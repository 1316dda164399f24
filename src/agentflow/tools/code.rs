//! Code execution tool.
//!
//! Runs short Python or JavaScript snippets in a subprocess with a hard
//! wall-clock timeout and capped output.  Stronger isolation (containers,
//! seccomp) belongs to the deployment, not to this tool.

use crate::agentflow::tools::{
    Tool, ToolDefinition, ToolError, ToolParameter, ToolParameterType, ToolResult,
};
use async_trait::async_trait;
use serde_json::{json, Value};
use std::process::Stdio;
use std::time::Duration;
use tokio::process::Command;

/// Interpreter table: language tag to (binary, eval flag).
const LANGUAGES: &[(&str, &str, &str)] = &[
    ("python", "python3", "-c"),
    ("javascript", "node", "-e"),
];

const DEFAULT_TIMEOUT: Duration = Duration::from_secs(30);
const MAX_OUTPUT_BYTES: usize = 64 * 1024;

/// Subprocess-backed code execution.
pub struct CodeExecutionTool {
    timeout: Duration,
}

impl CodeExecutionTool {
    pub fn new() -> Self {
        Self {
            timeout: DEFAULT_TIMEOUT,
        }
    }

    /// Override the execution timeout (builder pattern).
    pub fn with_timeout(mut self, timeout: Duration) -> Self {
        self.timeout = timeout;
        self
    }

    fn interpreter(language: &str) -> Option<(&'static str, &'static str)> {
        LANGUAGES
            .iter()
            .find(|(tag, _, _)| *tag == language)
            .map(|(_, bin, flag)| (*bin, *flag))
    }
}

impl Default for CodeExecutionTool {
    fn default() -> Self {
        Self::new()
    }
}

fn truncate_output(bytes: &[u8]) -> String {
    let text = String::from_utf8_lossy(bytes);
    if text.len() <= MAX_OUTPUT_BYTES {
        text.into_owned()
    } else {
        let mut end = MAX_OUTPUT_BYTES;
        while !text.is_char_boundary(end) {
            end -= 1;
        }
        format!("{}\n... [output truncated]", &text[..end])
    }
}

#[async_trait]
impl Tool for CodeExecutionTool {
    fn definition(&self) -> ToolDefinition {
        ToolDefinition::new(
            "execute_code",
            "Execute a code snippet and return its stdout, stderr, and exit \
             code. Supported languages: python, javascript.",
        )
        .with_parameter(
            ToolParameter::new(
                "language",
                ToolParameterType::String,
                "Language of the snippet",
            )
            .with_enum(vec![String::from("python"), String::from("javascript")]),
        )
        .with_parameter(ToolParameter::new(
            "code",
            ToolParameterType::String,
            "The code to execute",
        ))
    }

    async fn execute(&self, args: Value) -> Result<ToolResult, ToolError> {
        let language = args
            .get("language")
            .and_then(|v| v.as_str())
            .unwrap_or("python");
        let code = args
            .get("code")
            .and_then(|v| v.as_str())
            .ok_or_else(|| ToolError::InvalidArguments(String::from("code is required")))?;

        let (binary, flag) = match Self::interpreter(language) {
            Some(pair) => pair,
            None => {
                return Ok(ToolResult::failure(format!(
                    "Unsupported language: {}",
                    language
                )))
            }
        };

        log::info!("execute_code: {} ({} bytes)", language, code.len());

        let child = Command::new(binary)
            .arg(flag)
            .arg(code)
            .stdin(Stdio::null())
            .stdout(Stdio::piped())
            .stderr(Stdio::piped())
            .kill_on_drop(true)
            .spawn();

        let child = match child {
            Ok(child) => child,
            Err(e) => {
                return Ok(ToolResult::failure(format!(
                    "Failed to start {}: {}",
                    binary, e
                )))
            }
        };

        let output = match tokio::time::timeout(self.timeout, child.wait_with_output()).await {
            Ok(Ok(output)) => output,
            Ok(Err(e)) => return Ok(ToolResult::failure(format!("Execution error: {}", e))),
            Err(_) => {
                return Ok(ToolResult::failure(format!(
                    "Code execution timed out after {} seconds",
                    self.timeout.as_secs()
                )))
            }
        };

        let exit_code = output.status.code().unwrap_or(-1);
        Ok(ToolResult {
            success: output.status.success(),
            output: json!({
                "language": language,
                "stdout": truncate_output(&output.stdout),
                "stderr": truncate_output(&output.stderr),
                "exit_code": exit_code,
            }),
            error: if output.status.success() {
                None
            } else {
                Some(format!("Process exited with code {}", exit_code))
            },
        })
    }
}
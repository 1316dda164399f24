//! Workflow execution: DAG validation, topological scheduling, per-node
//! dispatch, context propagation, and template resolution.

pub mod context;
pub mod engine;
pub mod template;

pub use context::WorkflowContext;
pub use engine::{AgentRunner, PlatformAgentRunner, WorkflowEngine};
pub use template::{resolve_str, resolve_template, search_path};
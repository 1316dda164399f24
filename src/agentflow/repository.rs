//! Storage seam.
//!
//! The engine, the chat loop, and the HTTP plane depend on the narrow
//! repository traits in this module, never on a concrete database.
//! [`MemoryStore`] implements every trait over `tokio::sync::RwLock`ed maps
//! and is what the binary and the test suite wire in; a SQL-backed
//! implementation slots in behind the same traits.
//!
//! Tenancy rule: owner-scoped lookups return `None` when the entity belongs
//! to a different user.  Callers translate that to `NotFound` — never
//! `Forbidden` — so existence cannot be probed across tenants.

use crate::agentflow::error::PlatformError;
use crate::agentflow::models::{
    Agent, ApiKey, Conversation, ScheduleTrigger, StoredMessage, WebhookTrigger, Workflow,
    WorkflowExecution,
};
use async_trait::async_trait;
use chrono::{DateTime, Utc};
use std::collections::HashMap;
use tokio::sync::RwLock;
use uuid::Uuid;

/// Lookup of agents, globally or scoped to an owner.
#[async_trait]
pub trait AgentRepository: Send + Sync {
    async fn get(&self, id: Uuid) -> Result<Option<Agent>, PlatformError>;
    async fn get_for_user(&self, id: Uuid, user_id: Uuid) -> Result<Option<Agent>, PlatformError>;
}

/// Lookup of workflows, globally or scoped to an owner.
#[async_trait]
pub trait WorkflowRepository: Send + Sync {
    async fn get(&self, id: Uuid) -> Result<Option<Workflow>, PlatformError>;
    async fn get_for_user(&self, id: Uuid, user_id: Uuid)
        -> Result<Option<Workflow>, PlatformError>;
}

/// Persistence of workflow execution records.
#[async_trait]
pub trait ExecutionRepository: Send + Sync {
    async fn insert(&self, execution: &WorkflowExecution) -> Result<(), PlatformError>;
    async fn update(&self, execution: &WorkflowExecution) -> Result<(), PlatformError>;
    async fn get(&self, id: Uuid) -> Result<Option<WorkflowExecution>, PlatformError>;
}

/// Conversation records.
#[async_trait]
pub trait ConversationRepository: Send + Sync {
    async fn create(&self, conversation: &Conversation) -> Result<(), PlatformError>;
    async fn get(&self, id: Uuid) -> Result<Option<Conversation>, PlatformError>;
}

/// Message records.  `list_by_conversation` returns messages in creation
/// order — the order the chat loop appended them.
#[async_trait]
pub trait MessageRepository: Send + Sync {
    async fn append(&self, message: &StoredMessage) -> Result<(), PlatformError>;
    async fn list_by_conversation(
        &self,
        conversation_id: Uuid,
    ) -> Result<Vec<StoredMessage>, PlatformError>;
}

/// Cron trigger records for the scheduler.
#[async_trait]
pub trait ScheduleTriggerRepository: Send + Sync {
    async fn list_active(&self) -> Result<Vec<ScheduleTrigger>, PlatformError>;
    async fn get(&self, id: Uuid) -> Result<Option<ScheduleTrigger>, PlatformError>;
    /// Record a fire: sets `last_run_at` and the pre-computed `next_run_at`.
    async fn record_run(
        &self,
        id: Uuid,
        last_run_at: DateTime<Utc>,
        next_run_at: Option<DateTime<Utc>>,
    ) -> Result<(), PlatformError>;
}

/// Webhook trigger records for the dispatcher.
#[async_trait]
pub trait WebhookTriggerRepository: Send + Sync {
    async fn find_active_by_path(
        &self,
        path: &str,
    ) -> Result<Option<WebhookTrigger>, PlatformError>;
    async fn touch_last_triggered(&self, id: Uuid, at: DateTime<Utc>)
        -> Result<(), PlatformError>;
}

/// API key records, addressed by SHA-256 hash.
#[async_trait]
pub trait ApiKeyRepository: Send + Sync {
    async fn insert(&self, key: &ApiKey) -> Result<(), PlatformError>;
    async fn find_by_hash(&self, key_hash: &str) -> Result<Option<ApiKey>, PlatformError>;
    async fn touch_last_used(&self, id: Uuid, at: DateTime<Utc>) -> Result<(), PlatformError>;
}

/// In-memory implementation of every repository trait.
///
/// Each map is guarded independently; operations never hold more than one
/// lock at a time.
#[derive(Default)]
pub struct MemoryStore {
    agents: RwLock<HashMap<Uuid, Agent>>,
    workflows: RwLock<HashMap<Uuid, Workflow>>,
    executions: RwLock<HashMap<Uuid, WorkflowExecution>>,
    conversations: RwLock<HashMap<Uuid, Conversation>>,
    messages: RwLock<HashMap<Uuid, Vec<StoredMessage>>>,
    schedule_triggers: RwLock<HashMap<Uuid, ScheduleTrigger>>,
    webhook_triggers: RwLock<HashMap<Uuid, WebhookTrigger>>,
    api_keys: RwLock<HashMap<Uuid, ApiKey>>,
}

impl MemoryStore {
    pub fn new() -> Self {
        Self::default()
    }

    /// Seed an agent (used by wiring and tests).
    pub async fn insert_agent(&self, agent: Agent) {
        self.agents.write().await.insert(agent.id, agent);
    }

    /// Seed a workflow.
    pub async fn insert_workflow(&self, workflow: Workflow) {
        self.workflows.write().await.insert(workflow.id, workflow);
    }

    /// Seed a schedule trigger.
    pub async fn insert_schedule_trigger(&self, trigger: ScheduleTrigger) {
        self.schedule_triggers
            .write()
            .await
            .insert(trigger.id, trigger);
    }

    /// Register a webhook trigger.  Duplicate paths among active triggers
    /// are a conflict.
    pub async fn insert_webhook_trigger(
        &self,
        trigger: WebhookTrigger,
    ) -> Result<(), PlatformError> {
        let mut triggers = self.webhook_triggers.write().await;
        let duplicate = triggers
            .values()
            .any(|t| t.is_active && trigger.is_active && t.webhook_path == trigger.webhook_path);
        if duplicate {
            return Err(PlatformError::Conflict(format!(
                "Webhook path already registered: {}",
                trigger.webhook_path
            )));
        }
        triggers.insert(trigger.id, trigger);
        Ok(())
    }
}

#[async_trait]
impl AgentRepository for MemoryStore {
    async fn get(&self, id: Uuid) -> Result<Option<Agent>, PlatformError> {
        Ok(self.agents.read().await.get(&id).cloned())
    }

    async fn get_for_user(&self, id: Uuid, user_id: Uuid) -> Result<Option<Agent>, PlatformError> {
        Ok(self
            .agents
            .read()
            .await
            .get(&id)
            .filter(|a| a.user_id == user_id)
            .cloned())
    }
}

#[async_trait]
impl WorkflowRepository for MemoryStore {
    async fn get(&self, id: Uuid) -> Result<Option<Workflow>, PlatformError> {
        Ok(self.workflows.read().await.get(&id).cloned())
    }

    async fn get_for_user(
        &self,
        id: Uuid,
        user_id: Uuid,
    ) -> Result<Option<Workflow>, PlatformError> {
        Ok(self
            .workflows
            .read()
            .await
            .get(&id)
            .filter(|w| w.user_id == user_id)
            .cloned())
    }
}

#[async_trait]
impl ExecutionRepository for MemoryStore {
    async fn insert(&self, execution: &WorkflowExecution) -> Result<(), PlatformError> {
        self.executions
            .write()
            .await
            .insert(execution.id, execution.clone());
        Ok(())
    }

    async fn update(&self, execution: &WorkflowExecution) -> Result<(), PlatformError> {
        self.executions
            .write()
            .await
            .insert(execution.id, execution.clone());
        Ok(())
    }

    async fn get(&self, id: Uuid) -> Result<Option<WorkflowExecution>, PlatformError> {
        Ok(self.executions.read().await.get(&id).cloned())
    }
}

#[async_trait]
impl ConversationRepository for MemoryStore {
    async fn create(&self, conversation: &Conversation) -> Result<(), PlatformError> {
        self.conversations
            .write()
            .await
            .insert(conversation.id, conversation.clone());
        Ok(())
    }

    async fn get(&self, id: Uuid) -> Result<Option<Conversation>, PlatformError> {
        Ok(self.conversations.read().await.get(&id).cloned())
    }
}

#[async_trait]
impl MessageRepository for MemoryStore {
    async fn append(&self, message: &StoredMessage) -> Result<(), PlatformError> {
        self.messages
            .write()
            .await
            .entry(message.conversation_id)
            .or_default()
            .push(message.clone());
        Ok(())
    }

    async fn list_by_conversation(
        &self,
        conversation_id: Uuid,
    ) -> Result<Vec<StoredMessage>, PlatformError> {
        Ok(self
            .messages
            .read()
            .await
            .get(&conversation_id)
            .cloned()
            .unwrap_or_default())
    }
}

#[async_trait]
impl ScheduleTriggerRepository for MemoryStore {
    async fn list_active(&self) -> Result<Vec<ScheduleTrigger>, PlatformError> {
        Ok(self
            .schedule_triggers
            .read()
            .await
            .values()
            .filter(|t| t.is_active)
            .cloned()
            .collect())
    }

    async fn get(&self, id: Uuid) -> Result<Option<ScheduleTrigger>, PlatformError> {
        Ok(self.schedule_triggers.read().await.get(&id).cloned())
    }

    async fn record_run(
        &self,
        id: Uuid,
        last_run_at: DateTime<Utc>,
        next_run_at: Option<DateTime<Utc>>,
    ) -> Result<(), PlatformError> {
        if let Some(trigger) = self.schedule_triggers.write().await.get_mut(&id) {
            trigger.last_run_at = Some(last_run_at);
            trigger.next_run_at = next_run_at;
        }
        Ok(())
    }
}

#[async_trait]
impl WebhookTriggerRepository for MemoryStore {
    async fn find_active_by_path(
        &self,
        path: &str,
    ) -> Result<Option<WebhookTrigger>, PlatformError> {
        Ok(self
            .webhook_triggers
            .read()
            .await
            .values()
            .find(|t| t.is_active && t.webhook_path == path)
            .cloned())
    }

    async fn touch_last_triggered(
        &self,
        id: Uuid,
        at: DateTime<Utc>,
    ) -> Result<(), PlatformError> {
        if let Some(trigger) = self.webhook_triggers.write().await.get_mut(&id) {
            trigger.last_triggered_at = Some(at);
        }
        Ok(())
    }
}

#[async_trait]
impl ApiKeyRepository for MemoryStore {
    async fn insert(&self, key: &ApiKey) -> Result<(), PlatformError> {
        self.api_keys.write().await.insert(key.id, key.clone());
        Ok(())
    }

    async fn find_by_hash(&self, key_hash: &str) -> Result<Option<ApiKey>, PlatformError> {
        Ok(self
            .api_keys
            .read()
            .await
            .values()
            .find(|k| k.key_hash == key_hash)
            .cloned())
    }

    async fn touch_last_used(&self, id: Uuid, at: DateTime<Utc>) -> Result<(), PlatformError> {
        if let Some(key) = self.api_keys.write().await.get_mut(&id) {
            key.last_used_at = Some(at);
        }
        Ok(())
    }
}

#####

The lines from the start of the entries above through the line containing "wall-clock timeout and" are the ones to return, please; copy them exactly and include both ends.

repository 1316dda164399f24
filename src/agentflow/tools/code.rs
//! Code execution tool.
//!
//! Runs short Python or JavaScript snippets in a subprocess with a hard
//! wall-clock timeout and capped output.  Stronger isolation (containers,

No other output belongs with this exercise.